### TASK ITEM
Each line of the listing that contains "index" should be found and copied.

*-*-*

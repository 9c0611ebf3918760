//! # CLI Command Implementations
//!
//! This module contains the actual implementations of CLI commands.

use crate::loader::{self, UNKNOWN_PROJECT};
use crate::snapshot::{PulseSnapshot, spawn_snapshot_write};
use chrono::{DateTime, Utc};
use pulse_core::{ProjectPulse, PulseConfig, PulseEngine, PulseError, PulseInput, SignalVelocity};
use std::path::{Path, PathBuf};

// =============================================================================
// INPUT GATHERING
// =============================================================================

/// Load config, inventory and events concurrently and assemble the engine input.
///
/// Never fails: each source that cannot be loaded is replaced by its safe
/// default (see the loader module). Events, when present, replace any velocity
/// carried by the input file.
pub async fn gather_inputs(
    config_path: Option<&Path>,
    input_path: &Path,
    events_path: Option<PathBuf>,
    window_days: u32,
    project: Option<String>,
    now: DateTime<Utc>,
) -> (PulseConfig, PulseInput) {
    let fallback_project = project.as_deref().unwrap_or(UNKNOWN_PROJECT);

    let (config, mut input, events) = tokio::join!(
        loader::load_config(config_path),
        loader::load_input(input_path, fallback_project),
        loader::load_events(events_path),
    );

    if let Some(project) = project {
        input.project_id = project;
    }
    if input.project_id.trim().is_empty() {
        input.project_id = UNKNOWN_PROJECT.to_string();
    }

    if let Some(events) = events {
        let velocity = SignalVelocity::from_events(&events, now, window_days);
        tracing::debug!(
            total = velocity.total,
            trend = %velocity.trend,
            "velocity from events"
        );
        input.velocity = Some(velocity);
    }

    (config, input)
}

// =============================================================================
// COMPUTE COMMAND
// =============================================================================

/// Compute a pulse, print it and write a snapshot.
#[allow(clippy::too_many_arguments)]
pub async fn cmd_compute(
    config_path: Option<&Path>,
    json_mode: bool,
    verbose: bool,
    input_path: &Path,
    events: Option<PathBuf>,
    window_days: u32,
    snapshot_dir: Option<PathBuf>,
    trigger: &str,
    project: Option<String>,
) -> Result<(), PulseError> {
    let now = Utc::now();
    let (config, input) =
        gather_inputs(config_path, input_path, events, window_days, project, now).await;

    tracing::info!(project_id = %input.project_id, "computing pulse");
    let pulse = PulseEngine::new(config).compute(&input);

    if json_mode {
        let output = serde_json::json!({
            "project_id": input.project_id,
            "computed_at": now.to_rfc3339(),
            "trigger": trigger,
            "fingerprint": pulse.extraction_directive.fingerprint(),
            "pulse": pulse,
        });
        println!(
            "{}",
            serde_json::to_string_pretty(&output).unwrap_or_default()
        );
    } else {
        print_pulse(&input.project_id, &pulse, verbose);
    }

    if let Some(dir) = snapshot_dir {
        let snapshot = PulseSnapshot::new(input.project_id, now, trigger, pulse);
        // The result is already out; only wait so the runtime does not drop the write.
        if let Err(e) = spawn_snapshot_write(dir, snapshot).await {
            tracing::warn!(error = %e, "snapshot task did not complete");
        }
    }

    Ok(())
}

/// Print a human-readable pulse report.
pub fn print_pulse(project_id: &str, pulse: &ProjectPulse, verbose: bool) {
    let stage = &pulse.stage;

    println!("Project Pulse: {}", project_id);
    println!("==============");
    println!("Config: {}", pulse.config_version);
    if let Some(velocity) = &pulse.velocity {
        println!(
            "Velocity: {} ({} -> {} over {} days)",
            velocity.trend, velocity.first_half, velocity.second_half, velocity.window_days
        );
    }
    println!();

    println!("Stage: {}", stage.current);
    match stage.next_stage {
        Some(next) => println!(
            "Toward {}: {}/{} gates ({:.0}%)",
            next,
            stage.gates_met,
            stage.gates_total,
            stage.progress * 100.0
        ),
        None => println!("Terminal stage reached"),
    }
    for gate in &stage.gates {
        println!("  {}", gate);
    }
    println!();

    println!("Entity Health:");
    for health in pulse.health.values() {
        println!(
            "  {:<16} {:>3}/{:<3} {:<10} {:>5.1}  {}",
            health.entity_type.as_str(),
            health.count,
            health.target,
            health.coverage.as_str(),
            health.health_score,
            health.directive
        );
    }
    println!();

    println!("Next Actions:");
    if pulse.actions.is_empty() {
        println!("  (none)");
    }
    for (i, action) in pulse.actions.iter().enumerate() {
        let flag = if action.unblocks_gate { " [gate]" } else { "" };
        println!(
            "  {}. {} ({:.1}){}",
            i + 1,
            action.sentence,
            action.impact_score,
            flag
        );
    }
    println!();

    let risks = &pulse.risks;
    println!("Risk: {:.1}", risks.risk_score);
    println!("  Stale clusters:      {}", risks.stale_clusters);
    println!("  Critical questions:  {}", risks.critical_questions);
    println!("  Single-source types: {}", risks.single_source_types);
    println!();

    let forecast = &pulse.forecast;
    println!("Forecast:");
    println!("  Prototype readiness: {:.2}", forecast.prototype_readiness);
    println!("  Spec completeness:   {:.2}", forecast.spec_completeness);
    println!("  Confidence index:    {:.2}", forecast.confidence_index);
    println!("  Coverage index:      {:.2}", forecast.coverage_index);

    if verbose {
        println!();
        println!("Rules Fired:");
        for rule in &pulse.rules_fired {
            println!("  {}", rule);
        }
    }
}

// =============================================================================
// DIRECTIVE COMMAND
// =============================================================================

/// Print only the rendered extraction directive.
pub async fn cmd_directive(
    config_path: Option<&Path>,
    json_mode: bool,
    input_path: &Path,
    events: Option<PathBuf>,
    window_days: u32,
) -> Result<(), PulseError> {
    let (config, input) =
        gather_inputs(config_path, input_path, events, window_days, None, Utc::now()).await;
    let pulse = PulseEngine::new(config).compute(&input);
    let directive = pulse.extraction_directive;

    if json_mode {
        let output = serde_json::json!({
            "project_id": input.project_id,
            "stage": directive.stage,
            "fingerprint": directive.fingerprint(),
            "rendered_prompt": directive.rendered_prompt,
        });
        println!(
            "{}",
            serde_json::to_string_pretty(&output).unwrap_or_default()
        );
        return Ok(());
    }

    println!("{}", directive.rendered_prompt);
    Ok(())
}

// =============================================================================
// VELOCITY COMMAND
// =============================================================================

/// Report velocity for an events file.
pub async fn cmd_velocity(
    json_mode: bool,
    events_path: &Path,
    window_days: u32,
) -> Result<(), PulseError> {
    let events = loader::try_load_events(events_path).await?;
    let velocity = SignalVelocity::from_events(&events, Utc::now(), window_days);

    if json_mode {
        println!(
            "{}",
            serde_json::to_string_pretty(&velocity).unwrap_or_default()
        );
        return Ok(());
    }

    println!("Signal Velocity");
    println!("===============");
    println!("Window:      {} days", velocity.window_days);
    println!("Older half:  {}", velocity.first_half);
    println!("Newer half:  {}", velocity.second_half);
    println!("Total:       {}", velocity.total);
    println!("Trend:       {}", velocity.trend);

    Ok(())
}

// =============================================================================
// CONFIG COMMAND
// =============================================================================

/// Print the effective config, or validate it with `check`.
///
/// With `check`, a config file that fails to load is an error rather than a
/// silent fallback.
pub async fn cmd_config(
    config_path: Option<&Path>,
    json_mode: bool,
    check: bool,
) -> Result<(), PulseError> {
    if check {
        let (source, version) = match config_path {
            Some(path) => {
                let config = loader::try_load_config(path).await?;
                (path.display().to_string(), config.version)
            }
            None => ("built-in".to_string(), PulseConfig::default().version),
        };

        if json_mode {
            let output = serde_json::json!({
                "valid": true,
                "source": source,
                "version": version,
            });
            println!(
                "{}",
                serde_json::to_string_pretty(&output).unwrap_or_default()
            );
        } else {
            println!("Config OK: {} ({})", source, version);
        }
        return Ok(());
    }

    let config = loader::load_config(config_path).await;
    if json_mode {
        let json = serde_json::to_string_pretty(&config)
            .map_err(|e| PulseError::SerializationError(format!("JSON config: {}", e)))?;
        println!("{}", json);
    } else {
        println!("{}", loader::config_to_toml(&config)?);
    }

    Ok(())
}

*-*-*

### RESULT
    println!("  Confidence index:    {:.2}", forecast.confidence_index);
    println!("  Coverage index:      {:.2}", forecast.coverage_index);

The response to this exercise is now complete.